Top of Excerpted records

mod common;

use std::time::Duration;

use common::{actor_ids, new_actor, new_movie, repo, repo_with, repo_with_timeout, sorted};
use filmoteka::{
    entities::{movie, movie_actor},
    error::AppError,
    query::{MovieQuery, SortColumn, SortOrder},
    relations::LoadStrategy,
};
use jiff::civil::date;
use sea_orm::{EntityTrait, PaginatorTrait, TransactionTrait};

#[tokio::test]
async fn create_then_read_movie_without_actors() {
    let repo = repo().await;
    let input = new_movie("Solaris", &[]);

    let created = repo.create_movie(&input).await.unwrap();
    assert!(created.id > 0);

    let loaded = repo.get_movie(created.id).await.unwrap();
    assert_eq!(loaded.id, created.id);
    assert_eq!(loaded.name, input.name);
    assert_eq!(loaded.description, input.description);
    assert_eq!(loaded.release_date, input.release_date);
    assert_eq!(loaded.rating, input.rating);
    assert!(loaded.actors.is_empty());
}

#[tokio::test]
async fn create_movie_links_both_sides() {
    let repo = repo().await;
    let keanu = repo.create_actor(&new_actor("Keanu Reeves")).await.unwrap();
    let carrie = repo.create_actor(&new_actor("Carrie-Anne Moss")).await.unwrap();

    let movie = repo.create_movie(&new_movie("The Matrix", &[keanu.id, carrie.id])).await.unwrap();
    assert_eq!(sorted(actor_ids(&movie)), sorted(vec![keanu.id, carrie.id]));
    let cast = movie.actors.iter().find(|a| a.id == keanu.id).unwrap();
    assert_eq!(cast.name, "Keanu Reeves");
    assert_eq!(cast.date_of_birth, date(1970, 1, 1));

    let keanu = repo.get_actor(keanu.id).await.unwrap();
    assert_eq!(keanu.movies.len(), 1);
    assert_eq!(keanu.movies[0].id, movie.id);
    assert_eq!(keanu.movies[0].name, "The Matrix");
}

#[tokio::test]
async fn update_movie_is_idempotent() {
    let repo = repo().await;
    let a = repo.create_actor(&new_actor("A")).await.unwrap();
    let movie = repo.create_movie(&new_movie("Draft", &[])).await.unwrap();

    let mut update = new_movie("Final", &[a.id]);
    update.rating = 9;

    let once = repo.update_movie(movie.id, &update).await.unwrap();
    let twice = repo.update_movie(movie.id, &update).await.unwrap();
    assert_eq!(once, twice);
    assert_eq!(repo.get_movie(movie.id).await.unwrap(), twice);
    assert_eq!(twice.rating, 9);
    assert_eq!(movie_actor::Entity::find().count(repo.db()).await.unwrap(), 1);
}

#[tokio::test]
async fn update_replaces_whole_actor_set() {
    let repo = repo().await;
    let a = repo.create_actor(&new_actor("A")).await.unwrap();
    let b = repo.create_actor(&new_actor("B")).await.unwrap();
    let c = repo.create_actor(&new_actor("C")).await.unwrap();
    let movie = repo.create_movie(&new_movie("Ensemble", &[a.id, b.id])).await.unwrap();

    repo.update_movie(movie.id, &new_movie("Ensemble", &[b.id, c.id])).await.unwrap();

    let loaded = repo.get_movie(movie.id).await.unwrap();
    assert_eq!(sorted(actor_ids(&loaded)), sorted(vec![b.id, c.id]));
    assert!(repo.get_actor(a.id).await.unwrap().movies.is_empty());
}

#[tokio::test]
async fn duplicate_actor_refs_are_stored_once() {
    let repo = repo().await;
    let a = repo.create_actor(&new_actor("A")).await.unwrap();

    let movie = repo.create_movie(&new_movie("Twice", &[a.id, a.id])).await.unwrap();
    assert_eq!(actor_ids(&movie), vec![a.id]);
    assert_eq!(movie_actor::Entity::find().count(repo.db()).await.unwrap(), 1);
}

#[tokio::test]
async fn missing_actor_rolls_back_create() {
    let repo = repo().await;

    let err = repo.create_movie(&new_movie("Ghost cast", &[404])).await.unwrap_err();
    assert!(matches!(err, AppError::Storage(_)), "{err:?}");
    assert_eq!(movie::Entity::find().count(repo.db()).await.unwrap(), 0);
    assert_eq!(movie_actor::Entity::find().count(repo.db()).await.unwrap(), 0);
}

#[tokio::test]
async fn failed_update_keeps_previous_state() {
    let repo = repo().await;
    let a = repo.create_actor(&new_actor("A")).await.unwrap();
    let movie = repo.create_movie(&new_movie("Stable", &[a.id])).await.unwrap();

    let err = repo.update_movie(movie.id, &new_movie("Broken", &[a.id, 404])).await.unwrap_err();
    assert!(matches!(err, AppError::Storage(_)), "{err:?}");

    let loaded = repo.get_movie(movie.id).await.unwrap();
    assert_eq!(loaded, movie);
}

#[tokio::test]
async fn delete_movie_removes_associations() {
    let repo = repo().await;
    let a = repo.create_actor(&new_actor("A")).await.unwrap();
    let b = repo.create_actor(&new_actor("B")).await.unwrap();
    let movie = repo.create_movie(&new_movie("Gone", &[a.id, b.id])).await.unwrap();

    repo.delete_movie(movie.id).await.unwrap();

    assert_eq!(movie_actor::Entity::find().count(repo.db()).await.unwrap(), 0);
    assert!(matches!(repo.get_movie(movie.id).await, Err(AppError::NotFound { .. })));
    assert!(repo.get_actor(a.id).await.unwrap().movies.is_empty());
}

#[tokio::test]
async fn delete_actor_removes_associations() {
    let repo = repo().await;
    let a = repo.create_actor(&new_actor("A")).await.unwrap();
    let b = repo.create_actor(&new_actor("B")).await.unwrap();
    let movie = repo.create_movie(&new_movie("Duo", &[a.id, b.id])).await.unwrap();

    repo.delete_actor(a.id).await.unwrap();

    let loaded = repo.get_movie(movie.id).await.unwrap();
    assert_eq!(actor_ids(&loaded), vec![b.id]);
    assert_eq!(movie_actor::Entity::find().count(repo.db()).await.unwrap(), 1);
}

#[tokio::test]
async fn unknown_ids_are_not_found() {
    let repo = repo().await;

    assert!(matches!(repo.get_movie(9).await, Err(AppError::NotFound { .. })));
    assert!(matches!(repo.get_actor(9).await, Err(AppError::NotFound { .. })));
    assert!(matches!(
        repo.update_movie(9, &new_movie("Nope", &[])).await,
        Err(AppError::NotFound { .. })
    ));
    assert!(matches!(
        repo.update_actor(9, &new_actor("Nobody")).await,
        Err(AppError::NotFound { .. })
    ));
    assert!(matches!(repo.delete_movie(9).await, Err(AppError::NotFound { .. })));
    assert!(matches!(repo.delete_actor(9).await, Err(AppError::NotFound { .. })));
}

#[tokio::test]
async fn update_actor_replaces_scalars_and_keeps_links() {
    let repo = repo().await;
    let a = repo.create_actor(&new_actor("Old Name")).await.unwrap();
    let movie = repo.create_movie(&new_movie("Credits", &[a.id])).await.unwrap();

    let mut input = new_actor("New Name");
    input.gender = "male".to_string();
    let updated = repo.update_actor(a.id, &input).await.unwrap();

    assert_eq!(updated.name, "New Name");
    assert_eq!(updated.gender, "male");
    assert_eq!(updated.movies.len(), 1);
    assert_eq!(repo.get_movie(movie.id).await.unwrap().actors[0].name, "New Name");
}

#[tokio::test]
async fn listing_includes_movies_without_actors_once() {
    let repo = repo().await;
    let a = repo.create_actor(&new_actor("A")).await.unwrap();
    let b = repo.create_actor(&new_actor("B")).await.unwrap();
    repo.create_movie(&new_movie("Crowded", &[a.id, b.id])).await.unwrap();
    repo.create_movie(&new_movie("Empty", &[])).await.unwrap();

    let movies = repo.list_movies(&MovieQuery::default()).await.unwrap();
    let names: Vec<&str> = movies.iter().map(|m| m.name.as_str()).collect();
    assert_eq!(names, vec!["Crowded", "Empty"]);
    assert_eq!(movies[0].actors.len(), 2);
}

#[tokio::test]
async fn listing_sorts_by_validated_column() {
    let repo = repo().await;
    for (name, rating, year) in [("B", 5, 2001), ("A", 9, 1999), ("C", 7, 2010)] {
        let mut input = new_movie(name, &[]);
        input.rating = rating;
        input.release_date = date(year, 6, 1);
        repo.create_movie(&input).await.unwrap();
    }

    let by_rating = MovieQuery { sort: SortColumn::Rating, order: SortOrder::Desc, filter: None };
    let names: Vec<String> =
        repo.list_movies(&by_rating).await.unwrap().into_iter().map(|m| m.name).collect();
    assert_eq!(names, vec!["A", "C", "B"]);

    let by_date = MovieQuery::from_params(Some("release_date"), None, None, None).unwrap();
    let names: Vec<String> =
        repo.list_movies(&by_date).await.unwrap().into_iter().map(|m| m.name).collect();
    assert_eq!(names, vec!["A", "B", "C"]);

    let by_name_desc = MovieQuery::from_params(None, Some("desc"), None, None).unwrap();
    let names: Vec<String> =
        repo.list_movies(&by_name_desc).await.unwrap().into_iter().map(|m| m.name).collect();
    assert_eq!(names, vec!["C", "B", "A"]);
}

#[tokio::test]
async fn per_row_and_joined_loading_agree() {
    let joined = repo_with(LoadStrategy::Joined).await;
    let per_row = repo_with(LoadStrategy::PerRow).await;

    for repo in [&joined, &per_row] {
        let a = repo.create_actor(&new_actor("A")).await.unwrap();
        let b = repo.create_actor(&new_actor("B")).await.unwrap();
        repo.create_movie(&new_movie("First", &[a.id, b.id])).await.unwrap();
        repo.create_movie(&new_movie("Second", &[b.id])).await.unwrap();
        repo.create_movie(&new_movie("Third", &[])).await.unwrap();
    }

    let normalize = |mut movies: Vec<filmoteka::models::Movie>| {
        for movie in &mut movies {
            movie.actors.sort_by_key(|a| a.id);
        }
        movies
    };
    let lhs = normalize(joined.list_movies(&MovieQuery::default()).await.unwrap());
    let rhs = normalize(per_row.list_movies(&MovieQuery::default()).await.unwrap());
    assert_eq!(lhs, rhs);

    let lhs = joined.list_actors(&Default::default()).await.unwrap();
    let rhs = per_row.list_actors(&Default::default()).await.unwrap();
    assert_eq!(lhs.len(), 2);
    for (l, r) in lhs.iter().zip(&rhs) {
        assert_eq!(l.name, r.name);
        assert_eq!(
            sorted(l.movies.iter().map(|m| m.id).collect()),
            sorted(r.movies.iter().map(|m| m.id).collect())
        );
    }
}

#[tokio::test(flavor = "multi_thread", worker_threads = 4)]
async fn concurrent_updates_settle_on_one_list() {
    let repo = repo().await;
    let mut ids = Vec::new();
    for name in ["A", "B", "C", "D"] {
        ids.push(repo.create_actor(&new_actor(name)).await.unwrap().id);
    }
    let movie = repo.create_movie(&new_movie("Contested", &[])).await.unwrap();

    let lists = vec![vec![ids[0], ids[1]], vec![ids[2], ids[3]], vec![ids[1], ids[2]]];
    let mut tasks = Vec::new();
    for list in &lists {
        let repo = repo.clone();
        let input = new_movie("Contested", list);
        let id = movie.id;
        tasks.push(tokio::spawn(async move { repo.update_movie(id, &input).await }));
    }
    for result in futures::future::join_all(tasks).await {
        result.unwrap().unwrap();
    }

    let actual = sorted(actor_ids(&repo.get_movie(movie.id).await.unwrap()));
    let settled = lists.iter().any(|list| sorted(list.clone()) == actual);
    assert!(settled, "interleaved state {actual:?}");
}

#[tokio::test]
async fn stalled_storage_times_out_without_writing() {
    let repo = repo_with_timeout(Duration::from_millis(100)).await;
    let actor = repo.create_actor(&new_actor("Keanu Reeves")).await.unwrap();

    let held = repo.db().begin().await.unwrap();
    let err = repo.create_movie(&new_movie("Speed", &[actor.id])).await.unwrap_err();
    assert!(matches!(err, AppError::Timeout), "{err:?}");
    let err = repo.get_actor(actor.id).await.unwrap_err();
    assert!(matches!(err, AppError::Timeout), "{err:?}");
    held.rollback().await.unwrap();

    assert_eq!(movie::Entity::find().count(repo.db()).await.unwrap(), 0);
    assert_eq!(movie_actor::Entity::find().count(repo.db()).await.unwrap(), 0);
    assert!(repo.get_actor(actor.id).await.unwrap().movies.is_empty());
}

Bottom of Excerpted records

→ Task statement
List the lines of the records where "SortOrder" occurs.

→ Answer for this exercise
    query::{MovieQuery, SortColumn, SortOrder},
    let by_rating = MovieQuery { sort: SortColumn::Rating, order: SortOrder::Desc, filter: None };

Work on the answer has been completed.